Pluto has another moon!

This is pretty nifty: astronomers have discovered a fourth moon orbiting Pluto!

The tiny chunk of ice was found in Hubble images taken just a few weeks ago, and was clearly seen among the three previously known satellites:

It doesn’t have a name yet — it’s designated S/2011 P1 (or just P4 informally) — and it’s only about 13 – 34 km (8 to 21 miles) across. The size is estimated by measuring its brightness and assuming it’s icy like Pluto itself — a more reflective (white or icy) object would appear brighter than a darker object if they are the same size. Since its actual reflectivity isn’t known, the size has a wide range. But it’s still pretty dinky. For comparison, Pluto itself is 2300 km across, and its biggest moon Charon is well over 1000 km in size. I’ll note our own Moon is 3470 km across, so even Pluto is pretty small.
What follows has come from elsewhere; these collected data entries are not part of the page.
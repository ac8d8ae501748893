use serde::Serialize;

use super::resume::{ResumeCount, ResumeUsage};

/// A row whose link was already seen earlier in the sheet
#[derive(Debug, Clone, PartialEq, Eq, Serialize)]
pub struct Duplicate {
    pub no: String,
    /// NO of the earliest row with the same key
    pub first_no: String,
    pub company_name: String,
    pub job_title: String,
    pub key: String,
}

/// Two rows whose links resolve to the same canonical key
#[derive(Debug, Clone, PartialEq, Eq, Serialize)]
pub struct DuplicatePair {
    pub first_no: String,
    pub second_no: String,
    pub first_link: String,
    pub second_link: String,
}

/// Outcome of one dedup pass over a sheet
#[derive(Debug, Clone)]
pub struct DedupReport {
    pub total_rows: usize,
    pub duplicates: Vec<Duplicate>,
    /// One flag per row, in sheet order
    pub highlights: Vec<bool>,
    pub resume_usage: ResumeUsage,
}

impl DedupReport {
    pub fn duplicated_ids(&self) -> Vec<&str> {
        self.duplicates.iter().map(|d| d.no.as_str()).collect()
    }

    pub fn duplicate_count(&self) -> usize {
        self.duplicates.len()
    }

    pub fn top_resumes(&self, limit: usize) -> Vec<ResumeCount> {
        let mut ranked = self.resume_usage.ranked();
        ranked.truncate(limit);
        ranked
    }

    /// JSON summary with the `limit` most used resumes
    pub fn summary_json(&self, limit: usize) -> serde_json::Result<String> {
        serde_json::to_string_pretty(&serde_json::json!({
            "total_rows": self.total_rows,
            "duplicate_count": self.duplicate_count(),
            "duplicated_ids": self.duplicated_ids(),
            "duplicates": self.duplicates,
            "resume_stats": self.top_resumes(limit),
        }))
    }
}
The thing is, in that single image above you can’t be sure if the object is a moon or a coincidentally placed background star. The solution: take a second image! That was done, clinching the moon’s identity:

See how it’s moved? Mind you, in the week or so between these two images Pluto moved substantially compared to background stars, and the moon moved along with it around the Sun at the same time it’s going around Pluto. You can see the motion of the other moons as well.
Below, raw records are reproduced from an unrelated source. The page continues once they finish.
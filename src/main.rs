use anyhow::{Context, Result};
use clap::{Parser, Subcommand};
use std::path::PathBuf;
use tracing::info;

use job_dedup::canonicalizer::canonical_key;
use job_dedup::config::DedupConfig;
use job_dedup::dedup::{find_duplicate_pairs, DedupReport, Deduplicator, KeyStrategy};
use job_dedup::sheet::{open_sheet, RowSource, Sheet};
use job_dedup::utils::logger::init_logger;
use job_dedup::utils::truncate_display;

const LINK_DISPLAY_WIDTH: usize = 80;

#[derive(Parser)]
#[command(version, about = "Highlights job applications that point at the same posting", long_about = None)]
struct Cli {
    /// Config file (defaults to ./job_dedup.toml when present)
    #[arg(long, global = true)]
    config: Option<PathBuf>,

    /// Directory for log files
    #[arg(long, global = true)]
    log_dir: Option<PathBuf>,

    #[command(subcommand)]
    command: Commands,
}

#[derive(Subcommand)]
enum Commands {
    /// Find duplicate rows and write the highlight colors back to the sheet
    Check {
        /// CSV or .xlsx sheet with NO, LINK, RESUME, COMPANY NAME and JOB TITLE columns
        sheet: Option<PathBuf>,

        /// Worksheet to use in an .xlsx workbook
        #[arg(long)]
        sheet_name: Option<String>,

        /// Write the highlighted sheet here instead of over the input
        #[arg(long)]
        output: Option<PathBuf>,

        /// Report duplicates without writing anything
        #[arg(long)]
        dry_run: bool,

        /// Print the summary as JSON
        #[arg(long)]
        json: bool,

        #[arg(long, value_enum)]
        strategy: Option<KeyStrategy>,
    },
    /// List every pair of rows whose links resolve to the same posting
    Pairs {
        sheet: Option<PathBuf>,
    },
    /// Print the canonical key of each URL
    Canon {
        #[arg(required = true)]
        urls: Vec<String>,
    },
}

fn main() -> Result<()> {
    let cli = Cli::parse();

    let mut config = DedupConfig::load(cli.config.as_deref())?;
    if let Some(log_dir) = cli.log_dir {
        config.log_dir = log_dir;
    }
    if let Err(e) = init_logger(&config.log_dir) {
        eprintln!("Logging disabled: {:#}", e);
    }

    match cli.command {
        Commands::Check { sheet, sheet_name, output, dry_run, json, strategy } => {
            if let Some(sheet) = sheet {
                config.sheet_path = sheet;
            }
            if let Some(sheet_name) = sheet_name {
                config.sheet_name = sheet_name;
            }
            if output.is_some() {
                config.output_path = output;
            }
            if let Some(strategy) = strategy {
                config.key_strategy = strategy;
            }
            check(&config, dry_run, json)
        }
        Commands::Pairs { sheet } => {
            if let Some(sheet) = sheet {
                config.sheet_path = sheet;
            }
            pairs(&config)
        }
        Commands::Canon { urls } => {
            for url in urls {
                println!("{}\t{}", url, canonical_key(&url));
            }
            Ok(())
        }
    }
}

fn check(config: &DedupConfig, dry_run: bool, json: bool) -> Result<()> {
    info!("Checking {}", config.sheet_path.display());
    let mut sheet: Box<dyn Sheet> = open_sheet(&config.sheet_options());
    let deduplicator = Deduplicator::new(config.key_strategy, config.cleanup_policy());

    let report = if dry_run {
        deduplicator.process(&sheet.read_rows()?)
    } else {
        deduplicator.run(sheet.as_mut())?
    };

    if json {
        let summary = report
            .summary_json(config.top_resumes)
            .context("Failed to serialize summary")?;
        println!("{}", summary);
    } else {
        print_summary(&report, config.top_resumes);
        if dry_run {
            println!("Dry run, {} left unchanged", sheet.target_path().display());
        } else {
            println!("Highlights saved to {}", sheet.target_path().display());
        }
    }

    Ok(())
}

fn print_summary(report: &DedupReport, top_resumes: usize) {
    for duplicate in &report.duplicates {
        println!("{} {}\t\t{}", duplicate.no, duplicate.company_name, duplicate.job_title);
    }
    println!("\nDuplicated IDs: {:?}", report.duplicated_ids());

    println!("\n=== SUMMARY ===");
    println!("Total rows: {}", report.total_rows);
    println!("Duplicate entries: {}", report.duplicate_count());

    let top = report.top_resumes(top_resumes);
    if !top.is_empty() {
        println!("\nTop resumes by usage:");
        for entry in top {
            println!("{}: {} times", entry.resume, entry.count);
        }
    }
}

fn pairs(config: &DedupConfig) -> Result<()> {
    let rows = open_sheet(&config.sheet_options()).read_rows()?;
    let pairs = find_duplicate_pairs(&rows);

    for pair in &pairs {
        println!(
            "{} {} {} {}",
            pair.first_no,
            pair.second_no,
            truncate_display(&pair.first_link, LINK_DISPLAY_WIDTH),
            truncate_display(&pair.second_link, LINK_DISPLAY_WIDTH)
        );
        println!("------------");
    }
    info!("Listed {} duplicate pairs", pairs.len());
    println!("{} duplicate pairs", pairs.len());

    Ok(())
}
In the image, the diagonal lines are an optical effect inside the telescope itself. Pluto is very bright, so the astronomers used some processing techniques to make it appear much fainter, taking multiple images and subtracting one from the other to remove the glare of Pluto (it doesn’t work perfectly, which is why there is a black strip across the image; that blocks unwanted noisy light). I did this myself on many images when I worked on Hubble. It’s amazing how well it works, as you can see in the image above.

Mind you, Pluto was 5 billion km (3 billion miles) from Earth when this image was taken! But we’ll soon get much better pictures: the New Horizons probe will fly past the tiny world in 2015, snapping away as it does. We’ll probably learn more about Pluto in a few hours than we have since its discovery in 1930.
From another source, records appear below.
use url::form_urlencoded;

/// Parses a query string into decoded key/value pairs.
///
/// Repeated keys stay as separate pairs. Pairs with an empty value (`a=` or a
/// bare `a`) are dropped, so `?a=&b=1` and `?b=1` describe the same posting.
/// A leading `?` is tolerated.
pub fn parse_query(query: &str) -> Vec<(String, String)> {
    let query = query.strip_prefix('?').unwrap_or(query);
    form_urlencoded::parse(query.as_bytes())
        .filter(|(_, value)| !value.is_empty())
        .map(|(key, value)| (key.into_owned(), value.into_owned()))
        .collect()
}

/// Sorts the pairs of a query string by (key, value) and re-serializes them
/// with form-urlencoded escaping
pub fn normalize_query(query: &str) -> String {
    let mut pairs = parse_query(query);
    pairs.sort();

    form_urlencoded::Serializer::new(String::new())
        .extend_pairs(pairs.iter())
        .finish()
}

/// First value of `name` in the query, if any
pub fn query_value(query: &str, name: &str) -> Option<String> {
    parse_query(query)
        .into_iter()
        .find(|(key, _)| key == name)
        .map(|(_, value)| value)
}

#[cfg(test)]
mod tests {
    use super::*;

    #[test]
    fn test_sorts_by_key_then_value() {
        assert_eq!(normalize_query("b=2&a=9&a=1"), "a=1&a=9&b=2");
    }

    #[test]
    fn test_permutations_agree() {
        let expected = normalize_query("utm=x&jk=abc&from=home");
        for query in ["jk=abc&from=home&utm=x", "from=home&utm=x&jk=abc", "utm=x&from=home&jk=abc"] {
            assert_eq!(normalize_query(query), expected);
        }
    }

    #[test]
    fn test_blank_values_dropped() {
        assert_eq!(normalize_query("a=&b=1&c"), "b=1");
        assert_eq!(normalize_query(""), "");
    }

    #[test]
    fn test_reencodes_values() {
        assert_eq!(normalize_query("q=software%20engineer&loc=new+york"), "loc=new+york&q=software+engineer");
        assert_eq!(normalize_query("?next=%2Fjobs%3Fid%3D1"), "next=%2Fjobs%3Fid%3D1");
    }

    #[test]
    fn test_normalize_is_idempotent() {
        let once = normalize_query("z=%E2%9C%93&a=b+c&a=b%2Bc");
        assert_eq!(normalize_query(&once), once);
    }

    #[test]
    fn test_query_value_takes_first() {
        assert_eq!(query_value("jk=1&jk=2", "jk").as_deref(), Some("1"));
        assert_eq!(query_value("jk=&from=x", "jk"), None);
        assert_eq!(query_value("from=x", "jk"), None);
    }
}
I wonder what they’ll name this iceball? The two moons Nix and Hydra (discovered in 2005) were named after Roman mythological characters associated with night time and Pluto. Cerberus seems like an obvious choice, but there’s already an asteroid with that name. Maybe they can change the spelling a bit to Kerberus to get around that. There’s already an asteroid named Persephone, too, if you’re curious. We’re running out of good names!

Well, whatever it’ll be called, it’s there, and we’ll see it up close in personal in just a few more years.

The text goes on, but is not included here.